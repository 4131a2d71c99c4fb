//! Runs independent variants on the rayon pool when the `parallel` feature
//! is enabled.

#[cfg(feature = "parallel")]
use rayon::prelude::*;
use types::Variant;

/// Run `f` once per variant. Results come back in `variants` order.
pub fn map_variants<F, R>(variants: &[Variant], f: F, force_sequential: bool) -> Vec<R>
where
    F: Fn(Variant) -> R + Sync + Send,
    R: Send,
{
    #[cfg(feature = "parallel")]
    {
        if !force_sequential {
            return variants.par_iter().map(|&variant| f(variant)).collect();
        }
    }

    #[cfg(not(feature = "parallel"))]
    let _ = force_sequential;

    variants.iter().map(|&variant| f(variant)).collect()
}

-------------------------

**Task to carry out:**
Copy only the stretch running from the line containing "Runs independent variants" to the final line of the entries, both ends included, exactly as it stands.

**Reply:**
//! Runs independent variants on the rayon pool when the `parallel` feature
//! is enabled.

#[cfg(feature = "parallel")]
use rayon::prelude::*;
use types::Variant;

/// Run `f` once per variant. Results come back in `variants` order.
pub fn map_variants<F, R>(variants: &[Variant], f: F, force_sequential: bool) -> Vec<R>
where
    F: Fn(Variant) -> R + Sync + Send,
    R: Send,
{
    #[cfg(feature = "parallel")]
    {
        if !force_sequential {
            return variants.par_iter().map(|&variant| f(variant)).collect();
        }
    }

    #[cfg(not(feature = "parallel"))]
    let _ = force_sequential;

    variants.iter().map(|&variant| f(variant)).collect()
}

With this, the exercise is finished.